Clinical Trial: Re-administration of Intramuscular AAV9 in Patients With Late-Onset Pompe Disease

Study Status: Not yet recruiting
Recruit Status: Not yet recruiting
Study Type: Interventional

Official Title: Evaluation of Re-administration of Recombinant Adeno-Associated Virus Acid Alpha-Glucosidase (rAAV9-DES-hGAA) in Patients With Late-Onset Pompe Disease (LOPD)

Brief Summary: A recombinant AAV vector has been generated to carry the codon-optimized acid alpha-glucosidase (coGAA) gene expressed from a human desmin enhancer/promoter (DES). The proposed clinical trial is a within-participant, double-blind, randomized, phase I controlled study evaluating the toxicology, biodistribution and potential activity of re-administration of rAAV9-DES-hGAA injected intramuscularly into the TA. Nine participants (18 years old or older) Late-Onset Pompe Disease (LOPD) will be included. The goal of the immune modulation strategy is to ablate B-cells (Rituximab and Sirolimus) prior to the initial exposure to the study agent in one leg and the subsequent exposure of the same vector to the contralateral leg after four months. At each study agent dosing, the contralateral leg will receive excipient. Patients will act as their own controls. Repeated measures, at baseline and during the following 3 months after each injection, will assess the safety, biochemical and functional impact of the vector.

Detailed Summary:

Enrolling in this study will entail participating in 8 months of study-related visits. Patients will be asked to come to the Clinical and Translational Research Building at the University of Florida for a series of onsite study visits, including a baseline visit, two injections of the gene transfer and two post-injection visits. All the visits, including the injections, will last two days and will be performed as outpatient procedures at the Clinical Research Center (CRC) and at other facilities at the University of Florida. Overnight observation will not be needed, however, patients will be asked to stay overnight in a hotel near the University of Florida. During the first 4 months after each injection, patients will be asked to perform outpatient laboratory work at a laboratory facility convenient for them.
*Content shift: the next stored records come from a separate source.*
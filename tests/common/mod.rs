use std::str::FromStr;

use axum::Router;
use sqlx::sqlite::{SqliteConnectOptions, SqlitePoolOptions};
use sqlx::SqlitePool;
use tempfile::TempDir;

use lang_portal_backend::db::schema;

pub struct TestApp {
    pub app: Router,
    pub pool: SqlitePool,
    _temp_dir: TempDir,
}

pub async fn create_test_app() -> TestApp {
    let temp_dir = TempDir::new().expect("failed to create temp dir");
    let db_path = temp_dir.path().join("test.db");

    let db_url = format!("sqlite:{}?mode=rwc", db_path.display());
    let options = SqliteConnectOptions::from_str(&db_url)
        .expect("invalid sqlite url")
        .create_if_missing(true)
        .journal_mode(sqlx::sqlite::SqliteJournalMode::Wal)
        .busy_timeout(std::time::Duration::from_secs(30));

    let pool = SqlitePoolOptions::new()
        .max_connections(5)
        .connect_with(options)
        .await
        .expect("failed to create pool");

    schema::run_migrations(&pool).await.expect("migration failed");

    TestApp {
        app: lang_portal_backend::create_app(pool.clone()),
        pool,
        _temp_dir: temp_dir,
    }
}

/// Two groups, three words, one activity, two sessions.
///
/// Session 1 (2024-01-01 10:00) has three reviews, the last at 10:07.
/// Session 2 (2024-01-02 09:00) has none, so its derived end time is
/// 09:30. Per-word tallies: hablar 2/0, comer 0/1, rojo 0/0.
pub async fn seed_fixtures(pool: &SqlitePool) {
    let statements = [
        "INSERT INTO groups (id, name, words_count) VALUES (1, 'Core Verbs', 2)",
        "INSERT INTO groups (id, name, words_count) VALUES (2, 'Core Adjectives', 1)",
        r#"INSERT INTO words (id, spanish, english, parts) VALUES (1, 'hablar', 'to speak', '{"type":"verb"}')"#,
        r#"INSERT INTO words (id, spanish, english, parts) VALUES (2, 'comer', 'to eat', '{"type":"verb"}')"#,
        r#"INSERT INTO words (id, spanish, english, parts) VALUES (3, 'rojo', 'red', '{"type":"adjective"}')"#,
        "INSERT INTO word_groups (word_id, group_id) VALUES (1, 1)",
        "INSERT INTO word_groups (word_id, group_id) VALUES (2, 1)",
        "INSERT INTO word_groups (word_id, group_id) VALUES (3, 2)",
        "INSERT INTO study_activities (id, name, url, preview_url) \
         VALUES (1, 'Flashcards', 'http://localhost:8081/flashcards', 'http://localhost:8081/flashcards/preview.png')",
        "INSERT INTO study_sessions (id, group_id, study_activity_id, created_at) \
         VALUES (1, 1, 1, '2024-01-01 10:00:00')",
        "INSERT INTO study_sessions (id, group_id, study_activity_id, created_at) \
         VALUES (2, 1, 1, '2024-01-02 09:00:00')",
        "INSERT INTO word_review_items (study_session_id, word_id, correct, created_at) \
         VALUES (1, 1, 1, '2024-01-01 10:05:00')",
        "INSERT INTO word_review_items (study_session_id, word_id, correct, created_at) \
         VALUES (1, 2, 0, '2024-01-01 10:06:00')",
        "INSERT INTO word_review_items (study_session_id, word_id, correct, created_at) \
         VALUES (1, 1, 1, '2024-01-01 10:07:00')",
    ];

    for stmt in statements {
        sqlx::query(stmt)
            .execute(pool)
            .await
            .expect("fixture insert failed");
    }
}
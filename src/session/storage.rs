use crate::error::Result;
use crate::session::{RecordStorage, SessionRecord};
use async_trait::async_trait;
use dashmap::DashMap;
use std::sync::Arc;

/// In-memory durable store using DashMap
///
/// Suitable for tests and single-process deployments; records are lost on
/// restart. Clones share the same records.
#[derive(Clone, Default)]
pub struct MemoryRecordStorage {
    records: Arc<DashMap<String, SessionRecord>>,
}

impl MemoryRecordStorage {
    pub fn new() -> Self {
        Self::default()
    }

    /// Number of stored records, expired ones included
    pub fn len(&self) -> usize {
        self.records.len()
    }

    pub fn is_empty(&self) -> bool {
        self.records.is_empty()
    }
}

#[async_trait]
impl RecordStorage for MemoryRecordStorage {
    async fn get(&self, session_id: &str) -> Result<Option<SessionRecord>> {
        let record = self.records.get(session_id).map(|r| r.value().clone());
        log::debug!(
            "MemoryStorage: session {} {}",
            session_id,
            if record.is_some() { "found" } else { "not found" }
        );
        Ok(record)
    }

    async fn put(&self, record: &SessionRecord) -> Result<()> {
        // Keep the first creation time when overwriting
        let mut stored = record.clone();
        if let Some(existing) = self.records.get(&record.session_id) {
            stored.created = existing.created;
        }
        log::debug!(
            "MemoryStorage: storing session {} with {} data entries",
            stored.session_id,
            stored.data.len()
        );
        self.records.insert(stored.session_id.clone(), stored);
        Ok(())
    }

    async fn delete(&self, session_id: &str) -> Result<()> {
        self.records.remove(session_id);
        Ok(())
    }

    async fn cleanup_expired(&self, created_before: u64) -> Result<Vec<String>> {
        let mut removed = Vec::new();
        self.records.retain(|session_id, record| {
            let keep = record.created >= created_before;
            if !keep {
                removed.push(session_id.clone());
            }
            keep
        });
        Ok(removed)
    }

    fn backend_name(&self) -> &'static str {
        "memory"
    }
}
In addition, during this study patients will be asked to take medications that will modulate the ability of their immune system to react against foreign agents including the gene transfer agent. The purpose of these medications is to improve the activity of the GAA within the body. Patients will need to take one medication (Rituximab) 15 days prior the first injection of the study agent and the day before each injection. Rituximab will be repeated at 2nd injection only if his/her body is producing antibody (B cells counts). Rituximab will be delivered by infusion that may last 2-6 hours. Patients will need to take another medication (Sirolimus) every day starting 3 days before the first injection of the study agent until one month after the second injection of the study agent.

The following discusses what will occur at each visit:

Baseline Baseline Evaluation and first Rituximab infusion - Day -15/-14

• Safety will be tested by clinical pathology tests, blood assay for vector genomes, antibodies against GAA and T-cell ELISPOT against GAA and AAV.